If the renaissance was a rebirth of culture, you might think that the period before the renaissance was one of
gloom and darkness. Historians have shown that the Medieval Era did produce art, architecture, Languages
and economics that influenced Europe and provided the foundation for the renaissance.
1.2 The Reformation
In England there was an important change in religion and politics, also there were many wars
and battles in this period , the most eminent war called : wars of the roses , this name is used for the period
of fighting (1455 – 85) in England between the supporters of the two most powerful families in the country
at the time , the house of Lancaster whose symbol was a red rose and the house of York , whose symbol
was a white rose , the aim of each side was to make a member of their family the king of England. Each side
was successful at different times, and the wars only ended when Henry Tudor (House of Lancaster) defeated
Richard III (House of York) and became king. His marriage to Elizabeth of York united the two sides and
ended the fighting. Another battle in this period is the battle of Bosworth Field: it is the last battle in the
wars of the roses.
1.3 Henry VIII
King of England (1509-1547) and son of Henry VII, he is one of the most known of all
English kings, partly because he had six wives. He married his first wife, they had a daughter later Mary I,
but did not have a son who could be the future king, therefore he decided to divorce his wife. The Pope
refused to give the necessary permission for the divorce; Henry removed England from the Catholic Church
led by the Pope and made himself the head of the church in England. This act together with others such as:
The dissolution of the Monasteries which means the destruction or sale of building and land belonging to
religious communities in England by King Henry VIII, it was the beginning of the establishment of
Protestantism in England. As a young man, Henry was known for his love of hunting, sport and music, but
he did not rule well and the country was in a weak and uncertain state when he died.

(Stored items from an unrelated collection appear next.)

//! watchlist.rs - User-facing operations on favorites and price sources
//!
//! Chat front-ends call these; they share the lookup and store with the
//! background detector.

use log::info;
use rust_decimal::Decimal;
use std::sync::Arc;

use crate::error::WatchError;
use crate::lookup::PriceLookup;
use crate::models::{Exchange, LookupResult, Symbol, UserId};
use crate::store::WatchStore;

#[derive(Debug, Clone, PartialEq, Eq)]
pub enum AddOutcome {
    /// Newly watched; `price` is the baseline for change detection
    Added { symbol: Symbol, price: Decimal },
    AlreadyWatched { symbol: Symbol, price: Decimal },
}

/// Favorites with their current price on the active exchange
#[derive(Debug, Clone, PartialEq, Eq)]
pub struct FavoritesView {
    pub exchange: Exchange,
    pub entries: Vec<(Symbol, Decimal)>,
}

pub struct WatchlistService {
    lookup: Arc<PriceLookup>,
    store: Arc<dyn WatchStore>,
}

impl WatchlistService {
    pub fn new(lookup: Arc<PriceLookup>, store: Arc<dyn WatchStore>) -> Self {
        WatchlistService { lookup, store }
    }

    /// Price of `raw_symbol` on the user's active exchange
    pub async fn quote(&self, user: UserId, raw_symbol: &str) -> Result<(Exchange, LookupResult), WatchError> {
        let symbol = Symbol::parse(raw_symbol)?;
        let exchange = self.store.active_source(user).await?;
        Ok((exchange, self.lookup.get_price(&symbol, exchange).await))
    }

    /// Watch `raw_symbol` on the active exchange, recording the current price as baseline
    pub async fn add_favorite(&self, user: UserId, raw_symbol: &str) -> Result<AddOutcome, WatchError> {
        let symbol = Symbol::parse(raw_symbol)?;
        let exchange = self.store.active_source(user).await?;

        let price = match self.lookup.get_price(&symbol, exchange).await {
            LookupResult::Price(price) => price,
            LookupResult::PairNotFound => {
                return Err(WatchError::PairNotFound {
                    symbol: symbol.to_string(),
                    exchange,
                })
            }
            LookupResult::SourceUnavailable => return Err(WatchError::SourceUnavailable { exchange }),
        };

        if self.store.favorites(user, exchange).await?.contains(&symbol) {
            if self.store.last_price(user, &symbol, exchange).await?.is_none() {
                self.store.update_last_price(user, &symbol, price, exchange).await?;
            }
            return Ok(AddOutcome::AlreadyWatched { symbol, price });
        }

        // Baseline first: a favorite is never visible to the detector without one
        self.store.update_last_price(user, &symbol, price, exchange).await?;
        self.store.add_favorite(user, &symbol, exchange).await?;
        info!("⭐ User {} now watches {} on {} (baseline {})", user, symbol, exchange, price);

        Ok(AddOutcome::Added { symbol, price })
    }

    /// Stop watching `raw_symbol` on the active exchange; no-op if not watched
    pub async fn remove_favorite(&self, user: UserId, raw_symbol: &str) -> Result<(Exchange, Symbol), WatchError> {
        let symbol = Symbol::parse(raw_symbol)?;
        let exchange = self.store.active_source(user).await?;
        self.store.remove_favorite(user, &symbol, exchange).await?;
        Ok((exchange, symbol))
    }

    /// Favorites on the active exchange that currently have a price
    pub async fn list_favorites(&self, user: UserId) -> Result<FavoritesView, WatchError> {
        let exchange = self.store.active_source(user).await?;
        let mut entries = Vec::new();

        for symbol in self.store.favorites(user, exchange).await? {
            if let LookupResult::Price(price) = self.lookup.get_price(&symbol, exchange).await {
                entries.push((symbol, price));
            }
        }

        Ok(FavoritesView { exchange, entries })
    }

    /// Switch the active exchange; `false` if it was already active
    pub async fn select_source(&self, user: UserId, exchange: Exchange) -> Result<bool, WatchError> {
        if self.store.active_source(user).await? == exchange {
            return Ok(false);
        }
        self.store.update_active_source(user, exchange).await?;
        info!("🔄 User {} switched source to {}", user, exchange);
        Ok(true)
    }
}

#[cfg(test)]
mod tests {
    use super::*;
    use crate::catalog::PairCatalog;
    use crate::error::ValidationError;
    use crate::price_feed::{MockPriceFeed, PriceFeed};
    use crate::error::StoreError;
    use crate::store::JsonWatchStore;
    use async_trait::async_trait;
    use rust_decimal_macros::dec;
    use std::sync::atomic::{AtomicBool, Ordering};

    /// Delegates to an in-memory store, failing one chosen write once
    struct FlakyStore {
        inner: JsonWatchStore,
        fail_price_write: AtomicBool,
        fail_favorite_write: AtomicBool,
    }

    impl FlakyStore {
        fn new() -> Self {
            FlakyStore {
                inner: JsonWatchStore::in_memory(),
                fail_price_write: AtomicBool::new(false),
                fail_favorite_write: AtomicBool::new(false),
            }
        }

        fn trip(flag: &AtomicBool) -> Result<(), StoreError> {
            if flag.swap(false, Ordering::SeqCst) {
                return Err(StoreError::Io(std::io::Error::new(std::io::ErrorKind::Other, "disk full")));
            }
            Ok(())
        }
    }

    #[async_trait]
    impl WatchStore for FlakyStore {
        async fn all_users(&self) -> Result<Vec<UserId>, StoreError> {
            self.inner.all_users().await
        }

        async fn active_source(&self, user: UserId) -> Result<Exchange, StoreError> {
            self.inner.active_source(user).await
        }

        async fn update_active_source(&self, user: UserId, exchange: Exchange) -> Result<(), StoreError> {
            self.inner.update_active_source(user, exchange).await
        }

        async fn favorites(&self, user: UserId, exchange: Exchange) -> Result<Vec<Symbol>, StoreError> {
            self.inner.favorites(user, exchange).await
        }

        async fn add_favorite(&self, user: UserId, symbol: &Symbol, exchange: Exchange) -> Result<(), StoreError> {
            Self::trip(&self.fail_favorite_write)?;
            self.inner.add_favorite(user, symbol, exchange).await
        }

        async fn remove_favorite(&self, user: UserId, symbol: &Symbol, exchange: Exchange) -> Result<(), StoreError> {
            self.inner.remove_favorite(user, symbol, exchange).await
        }

        async fn last_price(
            &self,
            user: UserId,
            symbol: &Symbol,
            exchange: Exchange,
        ) -> Result<Option<Decimal>, StoreError> {
            self.inner.last_price(user, symbol, exchange).await
        }

        async fn update_last_price(
            &self,
            user: UserId,
            symbol: &Symbol,
            price: Decimal,
            exchange: Exchange,
        ) -> Result<(), StoreError> {
            Self::trip(&self.fail_price_write)?;
            self.inner.update_last_price(user, symbol, price, exchange).await
        }
    }

    async fn flaky_service(feed: Arc<MockPriceFeed>) -> (WatchlistService, Arc<FlakyStore>) {
        let feeds: Vec<Arc<dyn PriceFeed>> = vec![feed];
        let catalog = Arc::new(PairCatalog::new(feeds.clone()));
        catalog.refresh().await.unwrap();
        let lookup = Arc::new(PriceLookup::new(catalog, feeds));
        let store = Arc::new(FlakyStore::new());
        (WatchlistService::new(lookup, store.clone()), store)
    }

    async fn service_with(feeds: Vec<Arc<MockPriceFeed>>) -> (WatchlistService, Arc<JsonWatchStore>) {
        let feeds: Vec<Arc<dyn PriceFeed>> = feeds.into_iter().map(|f| f as Arc<dyn PriceFeed>).collect();
        let catalog = Arc::new(PairCatalog::new(feeds.clone()));
        catalog.refresh().await.unwrap();
        let lookup = Arc::new(PriceLookup::new(catalog, feeds));
        let store = Arc::new(JsonWatchStore::in_memory());
        (WatchlistService::new(lookup, store.clone()), store)
    }

    fn binance() -> Arc<MockPriceFeed> {
        Arc::new(MockPriceFeed::new(Exchange::Binance)
            .with_price("BTC", dec!(67000))
            .with_price("ETH", dec!(3000)))
    }

    #[tokio::test]
    async fn test_add_twice() {
        let (service, store) = service_with(vec![binance()]).await;

        assert!(matches!(service.add_favorite(1, "btc").await.unwrap(), AddOutcome::Added { .. }));
        assert_eq!(
            service.add_favorite(1, "BTC").await.unwrap(),
            AddOutcome::AlreadyWatched { symbol: Symbol::new("BTC"), price: dec!(67000) }
        );
        assert_eq!(store.favorites(1, Exchange::Binance).await.unwrap(), vec![Symbol::new("BTC")]);
    }

    #[tokio::test]
    async fn test_failed_baseline_write_does_not_leave_bare_favorite() {
        let (service, store) = flaky_service(binance()).await;
        let btc = Symbol::new("BTC");
        store.fail_price_write.store(true, Ordering::SeqCst);

        assert!(matches!(service.add_favorite(1, "BTC").await, Err(WatchError::Store(_))));
        assert!(store.favorites(1, Exchange::Binance).await.unwrap().is_empty());

        assert!(matches!(service.add_favorite(1, "BTC").await.unwrap(), AddOutcome::Added { .. }));
        assert_eq!(store.favorites(1, Exchange::Binance).await.unwrap(), vec![btc.clone()]);
        assert_eq!(store.last_price(1, &btc, Exchange::Binance).await.unwrap(), Some(dec!(67000)));
    }

    #[tokio::test]
    async fn test_readding_backfills_missing_baseline() {
        let (service, store) = flaky_service(binance()).await;
        let btc = Symbol::new("BTC");
        // a favorite saved without its baseline, e.g. by an older build
        store.inner.add_favorite(1, &btc, Exchange::Binance).await.unwrap();

        assert_eq!(
            service.add_favorite(1, "btc").await.unwrap(),
            AddOutcome::AlreadyWatched { symbol: btc.clone(), price: dec!(67000) }
        );
        assert_eq!(store.last_price(1, &btc, Exchange::Binance).await.unwrap(), Some(dec!(67000)));
    }

    #[tokio::test]
    async fn test_failed_favorite_write_keeps_retry_clean() {
        let feed = binance();
        let (service, store) = flaky_service(feed.clone()).await;
        let btc = Symbol::new("BTC");
        store.fail_favorite_write.store(true, Ordering::SeqCst);

        assert!(service.add_favorite(1, "BTC").await.is_err());
        assert!(store.all_users().await.unwrap().is_empty());

        feed.set_price("BTC", dec!(68000)).await;
        service.add_favorite(1, "BTC").await.unwrap();
        assert_eq!(store.last_price(1, &btc, Exchange::Binance).await.unwrap(), Some(dec!(68000)));
    }

    #[tokio::test]
    async fn test_add_rejects_bad_input_and_unknown_pairs() {
        let (service, store) = service_with(vec![binance()]).await;

        assert!(matches!(
            service.add_favorite(1, "BTC-USDT").await,
            Err(WatchError::Validation(ValidationError::InvalidSymbolChar { ch: '-' }))
        ));
        assert!(matches!(
            service.add_favorite(1, "DOGE").await,
            Err(WatchError::PairNotFound { exchange: Exchange::Binance, .. })
        ));
        assert!(store.all_users().await.unwrap().is_empty());
    }

    #[tokio::test]
    async fn test_add_on_unloaded_source_is_unavailable() {
        let (service, _) = service_with(vec![binance()]).await;
        service.select_source(1, Exchange::CoinMarketCap).await.unwrap();

        assert!(matches!(
            service.add_favorite(1, "BTC").await,
            Err(WatchError::SourceUnavailable { exchange: Exchange::CoinMarketCap })
        ));
    }

    #[tokio::test]
    async fn test_list_and_remove() {
        let feed = binance();
        let (service, _) = service_with(vec![feed.clone()]).await;
        service.add_favorite(1, "ETH").await.unwrap();
        service.add_favorite(1, "BTC").await.unwrap();

        feed.set_price("ETH", dec!(3100)).await;
        let view = service.list_favorites(1).await.unwrap();
        assert_eq!(view.exchange, Exchange::Binance);
        assert_eq!(
            view.entries,
            vec![(Symbol::new("ETH"), dec!(3100)), (Symbol::new("BTC"), dec!(67000))]
        );

        service.remove_favorite(1, "eth").await.unwrap();
        service.remove_favorite(1, "eth").await.unwrap();
        let view = service.list_favorites(1).await.unwrap();
        assert_eq!(view.entries, vec![(Symbol::new("BTC"), dec!(67000))]);
    }

    #[tokio::test]
    async fn test_list_skips_unpriced_favorites() {
        let feed = binance();
        let (service, _) = service_with(vec![feed.clone()]).await;
        service.add_favorite(1, "BTC").await.unwrap();
        feed.set_prices_fail(true);

        assert!(service.list_favorites(1).await.unwrap().entries.is_empty());
    }

    #[tokio::test]
    async fn test_favorites_follow_active_source() {
        let okx = Arc::new(MockPriceFeed::new(Exchange::Okx).with_price("TON", dec!(5.5)));
        let (service, _) = service_with(vec![binance(), okx]).await;
        service.add_favorite(1, "BTC").await.unwrap();

        assert!(service.select_source(1, Exchange::Okx).await.unwrap());
        assert!(!service.select_source(1, Exchange::Okx).await.unwrap());
        assert!(service.list_favorites(1).await.unwrap().entries.is_empty());

        let (exchange, result) = service.quote(1, "ton").await.unwrap();
        assert_eq!(exchange, Exchange::Okx);
        assert_eq!(result, LookupResult::Price(dec!(5.5)));
    }
}
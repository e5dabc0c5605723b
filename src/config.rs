//! config.rs - Runtime configuration from the environment

use rust_decimal::Decimal;
use std::path::PathBuf;
use std::str::FromStr;
use std::time::Duration;

use crate::error::ConfigError;

/// Seconds between change-detection cycles
pub const DEFAULT_CHECK_INTERVAL_SECS: u64 = 300;

/// Seconds between pair catalog refreshes
pub const DEFAULT_REFRESH_INTERVAL_SECS: u64 = 600;

/// Relative move (in percent) that triggers an alert
pub const DEFAULT_ALERT_THRESHOLD_PCT: u64 = 5;

pub const DEFAULT_PRICE_TIMEOUT_SECS: u64 = 10;
pub const DEFAULT_LISTING_TIMEOUT_SECS: u64 = 15;
pub const DEFAULT_STORE_PATH: &str = "favorites.json";

#[derive(Debug, Clone, PartialEq)]
pub struct Config {
    pub cmc_api_key: Option<String>,
    pub telegram_bot_token: Option<String>,
    pub check_interval: Duration,
    pub refresh_interval: Duration,
    pub alert_threshold_pct: Decimal,
    pub price_timeout: Duration,
    pub listing_timeout: Duration,
    pub store_path: PathBuf,
}

impl Default for Config {
    fn default() -> Self {
        Config {
            cmc_api_key: None,
            telegram_bot_token: None,
            check_interval: Duration::from_secs(DEFAULT_CHECK_INTERVAL_SECS),
            refresh_interval: Duration::from_secs(DEFAULT_REFRESH_INTERVAL_SECS),
            alert_threshold_pct: Decimal::from(DEFAULT_ALERT_THRESHOLD_PCT),
            price_timeout: Duration::from_secs(DEFAULT_PRICE_TIMEOUT_SECS),
            listing_timeout: Duration::from_secs(DEFAULT_LISTING_TIMEOUT_SECS),
            store_path: PathBuf::from(DEFAULT_STORE_PATH),
        }
    }
}

impl Config {
    /// Read configuration from the process environment
    pub fn from_env() -> Result<Self, ConfigError> {
        Self::from_lookup(|key| std::env::var(key).ok())
    }

    /// Build a config from any key lookup; unset or blank keys take defaults
    pub fn from_lookup<F>(lookup: F) -> Result<Self, ConfigError>
    where
        F: Fn(&str) -> Option<String>,
    {
        let get = |key: &str| lookup(key).map(|v| v.trim().to_string()).filter(|v| !v.is_empty());
        let defaults = Config::default();

        let secs = |key: &'static str, default: Duration| -> Result<Duration, ConfigError> {
            match get(key) {
                None => Ok(default),
                Some(value) => match value.parse::<u64>() {
                    Ok(n) if n > 0 => Ok(Duration::from_secs(n)),
                    _ => Err(ConfigError::InvalidDuration { key, value }),
                },
            }
        };

        let alert_threshold_pct = match get("PRICE_ALERT_THRESHOLD_PCT") {
            None => defaults.alert_threshold_pct,
            Some(value) => match Decimal::from_str(&value) {
                Ok(pct) if pct > Decimal::ZERO => pct,
                _ => {
                    return Err(ConfigError::InvalidThreshold {
                        key: "PRICE_ALERT_THRESHOLD_PCT",
                        value,
                    })
                }
            },
        };

        Ok(Config {
            cmc_api_key: get("CMC_API_KEY"),
            telegram_bot_token: get("TELEGRAM_BOT_TOKEN"),
            check_interval: secs("PRICE_CHECK_INTERVAL_SECS", defaults.check_interval)?,
            refresh_interval: secs("PAIRS_REFRESH_INTERVAL_SECS", defaults.refresh_interval)?,
            alert_threshold_pct,
            price_timeout: secs("PRICE_REQUEST_TIMEOUT_SECS", defaults.price_timeout)?,
            listing_timeout: secs("PAIRS_REQUEST_TIMEOUT_SECS", defaults.listing_timeout)?,
            store_path: get("WATCH_STORE_PATH")
                .map(PathBuf::from)
                .unwrap_or(defaults.store_path),
        })
    }
}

2. Literary characteristics of Tudor period
As it is mentioned in the middle ages, writers and philosophers viewed society as a
preparation for the afterlife, Renaissance writers were interested in the present or secular world.
3. Edmund Spenser
Spenser was known as the prince of poets he has always been controversial figure sometimes
described as a great poet with new ideas, sometimes as only a writer who tried to flatter his superiors. His
poems were characterized by many features:
 The romantic beauty: general atmosphere and description, he turned attention to the far more
important beauties.
 The allegory: lack of unity, Spencer with all his high endowments was decidedly weak in
constructive skill.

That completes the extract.